Women Need Treatment for Hot Flashes. Why Is This So Hard?
Women Need Treatment for Hot Flashes. Why Is This So Hard?
Dr. Goddard is an endocrinologist.
My first inkling that people couldn’t get their hormone medication was a phone call from a patient in December. She’d been my patient since 2022, when chemotherapy for colon cancer had damaged her ovaries and put her into menopause, triggering hot flashes and night sweats that wrecked her sleep. Her doctors at the time had dismissed her concerns and told her she didn’t need hormone therapy.
This happens all too often. Women are told that menopause is “natural” and are expected to just deal with it. Together, my patient and I decided hormone therapy could help her. For the past three years, it had.
But now her estrogen patches were back-ordered and she was worried about getting them before she was set to travel for the holidays. The United States is experiencing an estrogen patch shortage that involves several manufacturers and is expected to continue through the end of the year.

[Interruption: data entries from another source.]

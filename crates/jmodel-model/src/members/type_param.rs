use std::fmt;
use std::hash::{Hash, Hasher};
use std::sync::{Arc, OnceLock};

use jmodel_syntax::TypeParamDecl;

use crate::annotation::Annotation;
use crate::binding::{TypeParamBinding, TypeVarOwner};
use crate::convert::convert;
use crate::env::binder::{method_var_owner, Scope};
use crate::error::Result;
use crate::key::{MemberKey, MemberKind};
use crate::types::{Repr, Type, TypeVar};

use super::{MemberOwner, Method, MethodHeader, MethodRepr};

/// A declared type parameter of a generic type or method.
#[derive(Clone)]
pub struct TypeParameter(Arc<TypeParamData>);

struct TypeParamData {
    owner: TypeParamOwner,
    index: usize,
    name: String,
    bounds: OnceLock<Result<Vec<Type>>>,
    annotations: OnceLock<Vec<Annotation>>,
}

enum TypeParamOwner {
    Type(MemberOwner),
    Method(Arc<MethodHeader>),
}

/// The declaration behind a type parameter, in whichever form its owner has.
enum Declared<'a> {
    Source(&'a TypeParamDecl, Scope),
    Bound(&'a TypeParamBinding),
}

impl TypeParamOwner {
    fn member_owner(&self) -> MemberOwner {
        match self {
            TypeParamOwner::Type(owner) => owner.clone(),
            TypeParamOwner::Method(method) => method.repr.owner(),
        }
    }

    fn declared(&self, index: usize) -> Option<Declared<'_>> {
        match self {
            TypeParamOwner::Type(MemberOwner::Source(source)) => Some(Declared::Source(
                source.loc.decl.type_params.get(index)?,
                Scope::header(&source.loc),
            )),
            TypeParamOwner::Type(MemberOwner::Bound(bound)) => {
                bound.binding.type_params.get(index).map(Declared::Bound)
            }
            TypeParamOwner::Method(method) => match &method.repr {
                MethodRepr::Source { .. } => {
                    let view = method.repr.view()?;
                    let scope = method.repr.scope()?;
                    Some(Declared::Source(view.type_params.get(index)?, scope))
                }
                MethodRepr::Bound { .. } => method
                    .repr
                    .binding()?
                    .type_params
                    .get(index)
                    .map(Declared::Bound),
            },
        }
    }

    fn var_owner(&self) -> TypeVarOwner {
        match self {
            TypeParamOwner::Type(owner) => TypeVarOwner::Class(owner.binary_name().to_string()),
            TypeParamOwner::Method(method) => method_var_owner(
                method.repr.owner().binary_name(),
                &method.name,
                method.arity,
            ),
        }
    }
}

impl TypeParameter {
    pub(crate) fn of_type(owner: &MemberOwner, index: usize) -> Option<TypeParameter> {
        TypeParameter::new(TypeParamOwner::Type(owner.clone()), index)
    }

    pub(crate) fn of_method(method: &Arc<MethodHeader>, index: usize) -> Option<TypeParameter> {
        TypeParameter::new(TypeParamOwner::Method(method.clone()), index)
    }

    fn new(owner: TypeParamOwner, index: usize) -> Option<TypeParameter> {
        let name = match owner.declared(index)? {
            Declared::Source(decl, _) => decl.name.clone(),
            Declared::Bound(binding) => binding.name.clone(),
        };
        Some(TypeParameter(Arc::new(TypeParamData {
            owner,
            index,
            name,
            bounds: OnceLock::new(),
            annotations: OnceLock::new(),
        })))
    }

    pub fn name(&self) -> &str {
        &self.0.name
    }

    pub fn index(&self) -> usize {
        self.0.index
    }

    pub fn declaring_type(&self) -> Type {
        self.0.owner.member_owner().to_type()
    }

    /// `None` for type parameters of a class.
    pub fn declaring_method(&self) -> Option<Method> {
        match &self.0.owner {
            TypeParamOwner::Method(method) => Some(Method::from_header(method.clone())),
            TypeParamOwner::Type(_) => None,
        }
    }

    /// Declared bounds in order; empty when the parameter has none.
    pub fn bounds(&self) -> Result<&[Type]> {
        self.0
            .bounds
            .get_or_init(|| {
                let owner = self.0.owner.member_owner();
                match self.0.owner.declared(self.0.index) {
                    Some(Declared::Source(decl, scope)) => decl
                        .bounds
                        .iter()
                        .map(|bound| owner.convert_written(&scope, bound))
                        .collect(),
                    Some(Declared::Bound(binding)) => binding
                        .bounds
                        .iter()
                        .map(|bound| convert(owner.ctx(), bound, None, 0, None))
                        .collect(),
                    None => Ok(Vec::new()),
                }
            })
            .as_deref()
            .map_err(Clone::clone)
    }

    pub fn annotations(&self) -> &[Annotation] {
        self.0.annotations.get_or_init(|| {
            let owner = self.0.owner.member_owner();
            match self.0.owner.declared(self.0.index) {
                Some(Declared::Source(decl, scope)) => decl
                    .annotations
                    .iter()
                    .map(|annotation| Annotation::source(owner.ctx(), scope.clone(), annotation.clone()))
                    .collect(),
                Some(Declared::Bound(binding)) => binding
                    .annotations
                    .iter()
                    .map(|annotation| Annotation::bound(owner.ctx(), annotation.clone()))
                    .collect(),
                None => Vec::new(),
            }
        })
    }

    /// The type variable this parameter introduces.
    pub fn to_type(&self) -> Type {
        let owner = self.0.owner.member_owner();
        Type::new(
            Repr::TypeVar(TypeVar {
                ctx: owner.ctx().clone(),
                name: self.0.name.clone(),
                owner: self.0.owner.var_owner(),
            }),
            0,
            None,
        )
    }

    pub fn key(&self) -> MemberKey {
        let signature = match &self.0.owner {
            TypeParamOwner::Method(method) => format!("{}{}", method.name, method.signature()),
            TypeParamOwner::Type(_) => String::new(),
        };
        MemberKey {
            owner: self.0.owner.member_owner().type_key(),
            kind: MemberKind::TypeParameter,
            name: self.0.name.clone(),
            signature,
        }
    }
}

impl PartialEq for TypeParameter {
    fn eq(&self, other: &Self) -> bool {
        self.key() == other.key()
    }
}

impl Eq for TypeParameter {}

impl Hash for TypeParameter {
    fn hash<H: Hasher>(&self, state: &mut H) {
        self.key().hash(state);
    }
}

impl fmt::Debug for TypeParameter {
    fn fmt(&self, f: &mut fmt::Formatter<'_>) -> fmt::Result {
        write!(f, "TypeParameter({})", self.key())
    }
}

This shortage is the direct effect of more demand. Estrogen patch prescriptions increased 72 percent between 2021 and the fall of 2025, according to medical record data from Epic Research. They picked up further after the Food and Drug Administration in November removed a black-box warning that had linked hormone therapy to cancer and heart disease.
The growing interest in menopause treatment and the spotlight it puts on women’s health is a huge step forward. For decades, many women didn’t get medication that could have significantly improved their lives, because doctors and patients thought treatment was too risky, and symptoms weren’t taken seriously. Now, with more women, including celebrities, sharing their experiences with menopause, and the re-evaluation of scientific evidence around the risks and benefits of treatment, more doctors and patients are embracing hormone therapy.As welcome as the recent attention to women’s health is and as much as I still worry about unmet need, I’m seeing signs that the pendulum might be swinging too far from “estrogen for no one” to “estrogen for all.” Menopause influencers are promoting high doses of estrogen for overall health or to achieve hormonal balance. Telehealth sites include estrogen under their “longevity” plans. One of my patients half-jokingly said to me, “All the cool girls are doing it.”
Women deserve high-quality care. The best evidence supports taking hormone therapy in menopause because it’s the most effective treatment for hot flashes and night sweats, bar none. There’s no good evidence that hormones will help you live longer or keep you from getting dementia.